L’espoir de la réussite sociale

Mais les esprits évoluent doucement. Certes, peu nombreux sont les garçons et les filles qui, comme Aydan Merdan, avouent ne pas aimer « le côté communautaire. Je n’ai aucune envie de rester entre Turcs. Je me sens française avec un patrimoine turc ». La plupart des jeunes sont tiraillés. « Ils sont en décalage avec leurs parents, qui les adjurent de rester turcs », relève Gaye Petek. Muammer Yilmaz, 28 ans, directeur de la société d’audiovisuel VIP Production, a beau évoquer avec tendresse l’hospitalité, la solidarité et la générosité turques, il regrette « le repli sur elle-même de la communauté, dont l’évolution n’a pas suivi celle de la Turquie ». Epouserait-il une Française non musulmane ? « A priori, je pense que je me sentirais plus en phase avec quelqu’un qui partage mes coutumes et mes valeurs, mais qui sait ? Peut-être tomberai-je amoureux d’une Française, d’une Japonaise ou d’une Africaine. Au risque d’entrer en conflit avec mes parents. » Au fond, les parents savent bien qu’ils livrent un combat d’arrière-garde. Ozcan Onder l’admet : « Tous les ans, j’emmène mes enfants quatre semaines en Turquie. Dès la troisième, ils me demandent quand on rentre. J’ai acheté une parabole pour qu’ils regardent la télé turque. Mais ils préfèrent les chaînes françaises. On n’y peut rien, l’assimilation se fait toute seule... » Ses espoirs, désormais, il les place dans la réussite sociale de ses rejetons. Et se bagarre pour qu’on n’aiguille pas systématiquement les jeunes d’origine turque vers les filières manuelles, « sous prétexte que leurs pères sont ouvriers ».

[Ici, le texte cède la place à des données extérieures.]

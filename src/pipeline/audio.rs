//! Audio pipeline — prompt + voice → speech → `podcast-<id>.mp3` → URL.

use std::sync::Arc;

use super::cycle::{run_cycle, Messages};
use super::error::PipelineError;
use super::publisher::{PublishedAsset, Publisher};
use super::state::{lock, new_shared_state, AssetState, PipelineState, SharedAssetState};
use crate::asset::{AssetKind, GeneratedAsset, IdGenerator, UuidGenerator};
use crate::generation::{GenerationClient, GenerationRequest, Voice};
use crate::notify::Notifier;
use crate::storage::{StorageClient, StorageReference};

const MESSAGES: Messages = Messages {
    success: "Podcast generated successfully",
    failure: "Error generating podcast",
    missing_prompt: "Please provide a prompt to generate the podcast",
    unreadable_file: "Error generating podcast",
};

/// Generates narrated podcast audio and publishes it.
///
/// ```rust,no_run
/// use std::sync::Arc;
/// use podcast_assets::config::AppConfig;
/// use podcast_assets::generation::{ApiGenerationClient, Voice};
/// use podcast_assets::notify::LogNotifier;
/// use podcast_assets::pipeline::AudioPipeline;
/// use podcast_assets::storage::HttpStorageClient;
///
/// # async fn example() {
/// let config = AppConfig::default();
/// let audio = AudioPipeline::new(
///     Arc::new(ApiGenerationClient::from_config(&config.generation)),
///     Arc::new(HttpStorageClient::from_config(&config.storage)),
///     Arc::new(LogNotifier),
/// );
///
/// let url = audio.generate("A calm ocean at sunset", Some(Voice::Alloy)).await;
/// # }
/// ```
pub struct AudioPipeline {
    generation: Arc<dyn GenerationClient>,
    publisher: Publisher,
    notifier: Arc<dyn Notifier>,
    ids: Arc<dyn IdGenerator>,
    default_voice: Voice,
    state: SharedAssetState,
}

impl AudioPipeline {
    /// Create a pipeline in `Idle` with random file ids and the `alloy` voice.
    pub fn new(
        generation: Arc<dyn GenerationClient>,
        storage: Arc<dyn StorageClient>,
        notifier: Arc<dyn Notifier>,
    ) -> Self {
        Self {
            generation,
            publisher: Publisher::new(storage),
            notifier,
            ids: Arc::new(UuidGenerator),
            default_voice: Voice::default(),
            state: new_shared_state(),
        }
    }

    pub fn with_id_generator(mut self, ids: Arc<dyn IdGenerator>) -> Self {
        self.ids = ids;
        self
    }

    /// Voice used when [`generate`](Self::generate) is called without one.
    pub fn with_default_voice(mut self, voice: Voice) -> Self {
        self.default_voice = voice;
        self
    }

    /// Generate speech for `prompt`, upload it and resolve its URL.
    ///
    /// An empty prompt fails with [`PipelineError::EmptyPrompt`] before any
    /// remote call. On every outcome the state settles at `Ready` or
    /// `Failed` and exactly one notification is emitted.
    pub async fn generate(
        &self,
        prompt: &str,
        voice: Option<Voice>,
    ) -> Result<String, PipelineError> {
        let mut request = GenerationRequest::new(prompt);
        request.voice = voice;
        self.run(request).await
    }

    /// [`generate`](Self::generate) taking a prepared request.
    pub async fn run(&self, request: GenerationRequest) -> Result<String, PipelineError> {
        run_cycle(
            "audio",
            &self.state,
            self.notifier.as_ref(),
            &MESSAGES,
            self.produce(&request),
        )
        .await
    }

    async fn produce(&self, request: &GenerationRequest) -> Result<PublishedAsset, PipelineError> {
        if !request.is_valid() {
            return Err(PipelineError::EmptyPrompt);
        }

        let voice = request.voice_or(self.default_voice);
        let bytes = self
            .generation
            .generate_audio(voice.as_str(), &request.prompt)
            .await?;

        let asset = GeneratedAsset::generated(AssetKind::PodcastAudio, bytes, self.ids.as_ref());
        log::debug!("audio: packaged {} ({} bytes)", asset.file_name(), asset.len());

        self.publisher.publish(&asset).await
    }

    /// Record the clip length once the playback element has loaded metadata.
    ///
    /// Ignored unless a URL is resolved and `secs` is finite and non-negative.
    pub fn report_duration(&self, secs: f64) {
        let mut st = lock(&self.state);
        if st.resolved_url.is_none() || !secs.is_finite() || secs < 0.0 {
            log::debug!("audio: ignoring duration {secs}");
            return;
        }
        st.duration_secs = Some(secs);
    }

    /// Snapshot of the current state.
    pub fn state(&self) -> AssetState {
        lock(&self.state).clone()
    }

    /// Handle for a UI loop that polls the state.
    pub fn shared_state(&self) -> SharedAssetState {
        Arc::clone(&self.state)
    }

    pub fn pipeline_state(&self) -> PipelineState {
        lock(&self.state).pipeline
    }

    pub fn is_busy(&self) -> bool {
        self.pipeline_state().is_busy()
    }

    pub fn resolved_url(&self) -> Option<String> {
        lock(&self.state).resolved_url.clone()
    }

    pub fn storage_reference(&self) -> Option<StorageReference> {
        lock(&self.state).storage.clone()
    }

    pub fn duration_secs(&self) -> Option<f64> {
        lock(&self.state).duration_secs
    }

    pub fn default_voice(&self) -> Voice {
        self.default_voice
    }
}

// ---------------------------------------------------------------------------
// Tests
// ---------------------------------------------------------------------------

#[cfg(test)]
mod tests {
    use super::*;
    use crate::asset::SequenceIds;
    use crate::generation::{GenerationCall, GenerationError, MockGenerationClient};
    use crate::notify::{Notification, RecordingNotifier, Severity};
    use crate::storage::{MockStorageClient, StorageError, StorageStep};

    struct Harness {
        pipeline: AudioPipeline,
        generation: Arc<MockGenerationClient>,
        storage: Arc<MockStorageClient>,
        notifier: Arc<RecordingNotifier>,
    }

    fn harness(generation: MockGenerationClient, storage: MockStorageClient) -> Harness {
        let generation = Arc::new(generation);
        let storage = Arc::new(storage);
        let notifier = Arc::new(RecordingNotifier::default());

        let pipeline = AudioPipeline::new(generation.clone(), storage.clone(), notifier.clone())
            .with_id_generator(Arc::new(SequenceIds::default()));

        Harness {
            pipeline,
            generation,
            storage,
            notifier,
        }
    }

    fn mp3_bytes() -> Vec<u8> {
        vec![0x49, 0x44, 0x33, 0x04]
    }

    #[tokio::test]
    async fn calm_ocean_with_alloy_reaches_ready() {
        let h = harness(MockGenerationClient::ok(mp3_bytes()), MockStorageClient::ok());

        let url = h
            .pipeline
            .generate("A calm ocean at sunset", Some(Voice::Alloy))
            .await
            .unwrap();

        assert_eq!(
            h.generation.calls(),
            vec![GenerationCall::Audio {
                voice: "alloy".into(),
                input: "A calm ocean at sunset".into(),
            }]
        );
        assert!(!url.is_empty());
        assert_eq!(h.pipeline.pipeline_state(), PipelineState::Ready);
        assert_eq!(h.pipeline.resolved_url(), Some(url));
        assert_eq!(
            h.pipeline.storage_reference(),
            Some(StorageReference::new("storage-1"))
        );
        assert_eq!(
            h.notifier.notifications(),
            vec![Notification::normal("Podcast generated successfully")]
        );
    }

    #[tokio::test]
    async fn packages_as_mp3_with_unique_name() {
        let h = harness(MockGenerationClient::ok(mp3_bytes()), MockStorageClient::ok());

        h.pipeline.generate("first", None).await.unwrap();
        h.pipeline.generate("second", None).await.unwrap();

        let uploads = h.storage.uploads();
        assert_eq!(uploads.len(), 2);
        assert_eq!(uploads[0].file_name, "podcast-id-0.mp3");
        assert_eq!(uploads[1].file_name, "podcast-id-1.mp3");
        assert!(uploads.iter().all(|u| u.mime_type == "audio/mpeg"));
        assert_eq!(uploads[0].len, mp3_bytes().len());
    }

    #[tokio::test]
    async fn missing_voice_uses_default() {
        let h = harness(MockGenerationClient::ok(mp3_bytes()), MockStorageClient::ok());
        let pipeline = h.pipeline.with_default_voice(Voice::Nova);

        pipeline.generate("hello", None).await.unwrap();

        assert_eq!(
            h.generation.calls(),
            vec![GenerationCall::Audio {
                voice: "nova".into(),
                input: "hello".into(),
            }]
        );
    }

    #[tokio::test]
    async fn empty_prompt_fails_without_remote_call() {
        let h = harness(MockGenerationClient::ok(mp3_bytes()), MockStorageClient::ok());

        let err = h.pipeline.generate("", Some(Voice::Alloy)).await.unwrap_err();

        assert_eq!(err, PipelineError::EmptyPrompt);
        assert!(h.generation.calls().is_empty());
        assert!(h.storage.uploads().is_empty());

        let state = h.pipeline.state();
        assert_eq!(state.pipeline, PipelineState::Failed);
        assert!(state.resolved_url.is_none());
        assert_eq!(state.error, Some(PipelineError::EmptyPrompt));
        assert_eq!(
            h.notifier.notifications(),
            vec![Notification::destructive(
                "Please provide a prompt to generate the podcast"
            )]
        );
    }

    #[tokio::test]
    async fn generation_failure_settles_failed() {
        let h = harness(
            MockGenerationClient::err(GenerationError::Timeout),
            MockStorageClient::ok(),
        );

        let err = h.pipeline.generate("hi", None).await.unwrap_err();

        assert_eq!(err, PipelineError::Generation(GenerationError::Timeout));
        assert_eq!(h.pipeline.pipeline_state(), PipelineState::Failed);
        assert!(h.pipeline.resolved_url().is_none());
        assert!(h.storage.uploads().is_empty());
        assert_eq!(
            h.notifier.notifications(),
            vec![Notification::destructive("Error generating podcast")]
        );
    }

    #[tokio::test]
    async fn upload_failure_notifies_destructive() {
        let h = harness(
            MockGenerationClient::ok(mp3_bytes()),
            MockStorageClient::failing_at(StorageStep::Upload, StorageError::Timeout),
        );

        let err = h.pipeline.generate("hi", None).await.unwrap_err();

        assert_eq!(err, PipelineError::Upload(StorageError::Timeout));
        assert!(h.pipeline.resolved_url().is_none());
        assert!(h.pipeline.storage_reference().is_none());
        assert!(!h.pipeline.is_busy());

        let seen = h.notifier.notifications();
        assert_eq!(seen.len(), 1);
        assert_eq!(seen[0].severity, Severity::Destructive);
    }

    #[tokio::test]
    async fn resolution_failure_keeps_url_empty() {
        let h = harness(
            MockGenerationClient::ok(mp3_bytes()),
            MockStorageClient::failing_at(
                StorageStep::Resolve,
                StorageError::UrlNotFound("storage-1".into()),
            ),
        );

        let err = h.pipeline.generate("hi", None).await.unwrap_err();

        assert_eq!(
            err,
            PipelineError::Resolution(StorageError::UrlNotFound("storage-1".into()))
        );
        let state = h.pipeline.state();
        assert_eq!(state.pipeline, PipelineState::Failed);
        assert!(state.resolved_url.is_none());
        assert!(state.storage.is_none());
    }

    /// A failed cycle can be retried; a new cycle wipes the previous result.
    #[tokio::test]
    async fn retry_after_failure_and_new_cycle_clears_previous() {
        let h = harness(MockGenerationClient::ok(mp3_bytes()), MockStorageClient::ok());

        h.pipeline.generate("", None).await.unwrap_err();
        assert_eq!(h.pipeline.pipeline_state(), PipelineState::Failed);

        h.pipeline.generate("take two", None).await.unwrap();
        assert_eq!(h.pipeline.pipeline_state(), PipelineState::Ready);
        assert!(h.pipeline.state().error.is_none());
        h.pipeline.report_duration(42.0);

        h.pipeline.generate("", None).await.unwrap_err();
        let state = h.pipeline.state();
        assert!(state.resolved_url.is_none());
        assert!(state.storage.is_none());
        assert!(state.duration_secs.is_none());
    }

    #[tokio::test]
    async fn duration_is_recorded_only_for_resolved_audio() {
        let h = harness(MockGenerationClient::ok(mp3_bytes()), MockStorageClient::ok());

        h.pipeline.report_duration(10.0);
        assert_eq!(h.pipeline.duration_secs(), None);

        h.pipeline.generate("hi", None).await.unwrap();
        h.pipeline.report_duration(f64::NAN);
        assert_eq!(h.pipeline.duration_secs(), None);
        h.pipeline.report_duration(-1.0);
        assert_eq!(h.pipeline.duration_secs(), None);

        h.pipeline.report_duration(93.5);
        assert_eq!(h.pipeline.duration_secs(), Some(93.5));
    }
}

« Contrairement à leurs aînés, les jeunes ont pour horizon quotidien Paris ou Strasbourg, pas Ankara et ses clivages politiques et religieux », fait valoir Franck Fregosi. Autre signe des temps selon lui : « Le Milli Görüs, incarnation de l’islam radical, a gommé les aspérités trop orthodoxes de son discours et ses imams affirment qu’il faut prendre la nationalité française. » Les dirigeants de la Licep, association issue de la branche jeunes du Milli Görüs, ne disent pas autre chose. « Nos parents étaient une masse silencieuse. Nous, nous voulons nous exprimer, plaide son porte-parole, Saban Kiper, qui a été candidat aux élections régionales sur la liste du PS. Nos intérêts sociaux, économiques et politiques sont en France, ce qui passe par une citoyenneté pleine et entière. » Et, à les entendre, par un oui franc et massif de l’Europe à la Turquie. Sinon, leur intégration sociale balbutiante pourrait en pâtir, avertissent les Turcs de France. « Ce débat entame notre sentiment d’appartenance à la communauté française », enrage Murat Ercan, vice-président de la Licep. Pis, d’après Faruk Gunaltay : « Un non à la Turquie décuplerait les réactions de rejet envers les Turcs d’ici. » L’Europe pour réconcilier leur passé et leur avenir, alors ? Ils le souhaitent de toutes leurs forces.

Post-scriptum
90% des Turcs de France ont moins de 60 ans, et 40% ne sont pas encore trentenaires. Si la deuxième génération est parfaitement francophone, ce n’est pas le cas de la première : 75% des hommes parlent difficilement ou pas du tout le français.